Between 0.6 feet and 3.8 feet, more than 1,000 pitches are present for each 0.2 feet in height. It should be noted that there is ONE 4.8 foot swinging strike. I suspect that is either a switching pitch-out or a misreported pitch. Sample sizes restrict accurate information from other height ranges. I had an average strike zone bottom of 1.6 feet and an average strike zone top of 3.4 feet.
A lot of things make sense.
At first look, the height of the pitch affects things very much as one would expect. Throwing to the middle of the plate in or around the strike zone is more likely to get you a ball in play or a strike, but generally a called strike. There are still a percentage of balls called, but upon some investigation those balls are due much more to varying heights of batters than to questionable calls by the umpire.*
* I did some minor corrections, normalizing batter strike zones and giving some variance for park corrections, and only about 1 percent of the ball calls between the top and bottom of the strike zone could be considered questionable. But it was a very quick and dirty method, so non-statistical that a statistician would rather remove his left foot with a dull butter knife than review it.
Umpires are calling a rather defined strike zone.
The real question is, does the graph above represent a real strike zone, as Mike suggested, defined by the players, or does it reflect the size of the strike zone as defined by the rules of baseball. Granted, the current size of the strike zone is smaller than written in the rule book, but if we changed the rule book strike zone would we change the size of the reflected strike zone?

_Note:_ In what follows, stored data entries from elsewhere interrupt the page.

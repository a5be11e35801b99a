//! Priority mutual-exclusion slots and atomic multi-slot acquisition.
//!
//! A [`Slot`] is a single-capacity resource: one occupant, plus a wait queue
//! ordered by `(priority rank, arrival sequence)` — circulating requests are
//! served before joining ones, FIFO within each class.  Slots never time out
//! and never age waiters; starvation of the joining class under sustained
//! circulating contention is a modeled property of the right-of-way rule,
//! not something the kernel works around.
//!
//! # Grants and wakeups
//!
//! A request against a free, uncontended slot is granted synchronously — the
//! requester is the currently-running process and checks its handle without
//! suspending.  All other grants happen inside [`SlotRequest::release`]:
//! the occupant leaves and the head waiter becomes the occupant within the
//! same scheduler step, so no process can ever observe the slot as
//! simultaneously free and contended.
//!
//! Wakeups are funnelled through a shared [`WakeTarget`] counting outstanding
//! grants.  A single request arms the counter at 1; a joint acquisition arms
//! it at 2 and is woken exactly once, when the *last* of its slots is
//! granted.  This is what makes joint acquisition all-or-nothing from the
//! acquiring process's point of view, and it also means a process never
//! receives two wakeups for one acquisition.

use std::cell::{Cell, RefCell};
use std::rc::Rc;

use rb_core::{Priority, SlotId, TaskId};

use crate::error::{KernelError, KernelResult};
use crate::event::EventClass;
use crate::scheduler::Scheduler;

// ── WakeTarget ────────────────────────────────────────────────────────────────

/// Counts the grants one acquisition is still waiting for.
///
/// Shared (`Rc`) between the acquiring process's handle and every wait-queue
/// entry the acquisition planted.
pub struct WakeTarget {
    task: TaskId,
    pending: Cell<u32>,
}

impl WakeTarget {
    pub fn new(task: TaskId, parts: u32) -> Rc<WakeTarget> {
        Rc::new(WakeTarget {
            task,
            pending: Cell::new(parts),
        })
    }

    /// All requested slots have been granted.
    #[inline]
    pub fn is_ready(&self) -> bool {
        self.pending.get() == 0
    }

    /// Record a grant delivered synchronously at request time.  The
    /// requester is the running process, so no wakeup is scheduled.
    fn grant_sync(&self) {
        self.pending.set(self.pending.get() - 1);
    }

    /// Record a grant delivered from a release.  Returns `true` when this
    /// grant completed the acquisition and a wakeup must be scheduled.
    fn grant_async(&self) -> bool {
        let left = self.pending.get() - 1;
        self.pending.set(left);
        left == 0
    }
}

// ── Slot ──────────────────────────────────────────────────────────────────────

#[derive(Copy, Clone, Debug, PartialEq, Eq)]
enum RequestState {
    Pending,
    Granted,
    Released,
}

struct Waiter {
    rank: u8,
    state: Rc<Cell<RequestState>>,
    target: Rc<WakeTarget>,
}

struct SlotInner {
    occupied: bool,
    /// Sorted by `(rank, insertion order)`: new waiters are inserted after
    /// every waiter of the same or lower rank, so the Vec order *is* the
    /// service order and the head is always the next grantee.
    waiters: Vec<Waiter>,
}

/// A single-capacity unit of road, lockable by at most one occupant.
///
/// Cloning a `Slot` clones a handle to the same shared resource; the rings
/// and every car path step hold such handles.
#[derive(Clone)]
pub struct Slot {
    id: SlotId,
    inner: Rc<RefCell<SlotInner>>,
}

impl Slot {
    pub fn new(id: SlotId) -> Slot {
        Slot {
            id,
            inner: Rc::new(RefCell::new(SlotInner {
                occupied: false,
                waiters: Vec::new(),
            })),
        }
    }

    #[inline]
    pub fn id(&self) -> SlotId {
        self.id
    }

    /// `true` while an occupant holds the slot.
    pub fn is_occupied(&self) -> bool {
        self.inner.borrow().occupied
    }

    /// Number of requests currently queued behind the occupant.
    pub fn queue_len(&self) -> usize {
        self.inner.borrow().waiters.len()
    }

    /// Request occupancy on behalf of `target`'s task.
    ///
    /// Free and uncontended → granted synchronously.  Otherwise the request
    /// joins the wait queue at the back of its priority class and resolves
    /// when a release reaches it.
    pub fn request(
        &self,
        priority: Priority,
        target: &Rc<WakeTarget>,
        sched: &mut Scheduler,
    ) -> SlotRequest {
        let state = Rc::new(Cell::new(RequestState::Pending));
        let mut inner = self.inner.borrow_mut();
        if !inner.occupied && inner.waiters.is_empty() {
            inner.occupied = true;
            state.set(RequestState::Granted);
            target.grant_sync();
            log::trace!("{} slot {} granted immediately", sched.now(), self.id);
        } else {
            let rank = priority.rank();
            let pos = inner
                .waiters
                .iter()
                .position(|w| w.rank > rank)
                .unwrap_or(inner.waiters.len());
            inner.waiters.insert(
                pos,
                Waiter {
                    rank,
                    state: state.clone(),
                    target: target.clone(),
                },
            );
            log::trace!(
                "{} slot {} queued {} request at position {pos}",
                sched.now(),
                self.id,
                priority
            );
        }
        SlotRequest {
            slot: self.clone(),
            state,
        }
    }

    /// Vacate the slot and, in the same step, grant the head waiter if any.
    fn release_request(&self, request: &SlotRequest, sched: &mut Scheduler) -> KernelResult<()> {
        if request.state.get() != RequestState::Granted {
            return Err(KernelError::ReleaseWithoutGrant(self.id));
        }
        request.state.set(RequestState::Released);

        let next = {
            let mut inner = self.inner.borrow_mut();
            inner.occupied = false;
            if inner.waiters.is_empty() {
                None
            } else {
                let waiter = inner.waiters.remove(0);
                inner.occupied = true;
                waiter.state.set(RequestState::Granted);
                Some(waiter)
            }
        };

        if let Some(waiter) = next {
            if waiter.target.grant_async() {
                sched.schedule_after(0.0, EventClass(waiter.rank), waiter.target.task)?;
            }
        }
        Ok(())
    }
}

// ── SlotRequest ───────────────────────────────────────────────────────────────

/// A pending or granted acquisition handle for one slot.
pub struct SlotRequest {
    slot: Slot,
    state: Rc<Cell<RequestState>>,
}

impl SlotRequest {
    #[inline]
    pub fn is_granted(&self) -> bool {
        self.state.get() == RequestState::Granted
    }

    #[inline]
    pub fn slot_id(&self) -> SlotId {
        self.slot.id
    }

    /// Give the slot up.  Fails with
    /// [`KernelError::ReleaseWithoutGrant`] if the request was never granted
    /// — that is a protocol bug in the caller, not a recoverable state.
    pub fn release(&self, sched: &mut Scheduler) -> KernelResult<()> {
        self.slot.release_request(self, sched)
    }
}

// ── Acquisition ───────────────────────────────────────────────────────────────

/// One path step's worth of held slots: either a single slot or an
/// inner/outer pair acquired jointly.
///
/// The joint form issues both requests before control returns, suspends the
/// owner until *both* are granted (in whichever order releases happen to
/// arrive), and releases both in the same instant.
pub struct Acquisition {
    target: Rc<WakeTarget>,
    requests: Vec<SlotRequest>,
}

impl Acquisition {
    /// Request a single slot.
    pub fn single(
        slot: &Slot,
        priority: Priority,
        task: TaskId,
        sched: &mut Scheduler,
    ) -> Acquisition {
        let target = WakeTarget::new(task, 1);
        let request = slot.request(priority, &target, sched);
        Acquisition {
            target,
            requests: vec![request],
        }
    }

    /// Request two slots atomically — the owner resumes only when both are
    /// granted.
    pub fn joint(
        a: &Slot,
        b: &Slot,
        priority: Priority,
        task: TaskId,
        sched: &mut Scheduler,
    ) -> Acquisition {
        let target = WakeTarget::new(task, 2);
        let requests = vec![
            a.request(priority, &target, sched),
            b.request(priority, &target, sched),
        ];
        Acquisition { target, requests }
    }

    /// `true` once every requested slot has been granted.
    #[inline]
    pub fn ready(&self) -> bool {
        self.target.is_ready()
    }

    /// `true` for a compound (two-slot) acquisition.
    #[inline]
    pub fn is_joint(&self) -> bool {
        self.requests.len() == 2
    }

    /// IDs of the slots this acquisition covers, in request order.
    pub fn slot_ids(&self) -> Vec<SlotId> {
        self.requests.iter().map(SlotRequest::slot_id).collect()
    }

    /// Release every held slot within the same scheduler step.
    pub fn release(&self, sched: &mut Scheduler) -> KernelResult<()> {
        for request in &self.requests {
            request.release(sched)?;
        }
        Ok(())
    }
}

Looking back at my graph, just around the average strike zone top and bottom swinging strikes increase and balls in play decrease. This seems to follow exactly what would happen if a batter swings at pitches near the edge of strike zone. We also see balls increasing and called strikes decrease (well, called strikes increase a bit, then tail off). This follows when a batter holds off at pitches near the edge of the strike zone.
Right around the strike zone there are two fairly clearly defined patterns; swinging or not swinging at pitches near the edge of the strike zone.
I say that the strike zone is defined by the batter results. If batters are swinging and missing at more pitches, the locations will be considered a ball. If batters are hitting the balls, swinging and missing less, the location will be considered a strike. Even if the size of the strike zone changes, the boundaries enforced by the umpire will be defined by that simple bias.
If a player has trouble putting the bat on the ball, it is a ball. If he swings and hits it, it is a strike. The strike zone is defined by the rule book, largely refined by the players and enforced by the umpires.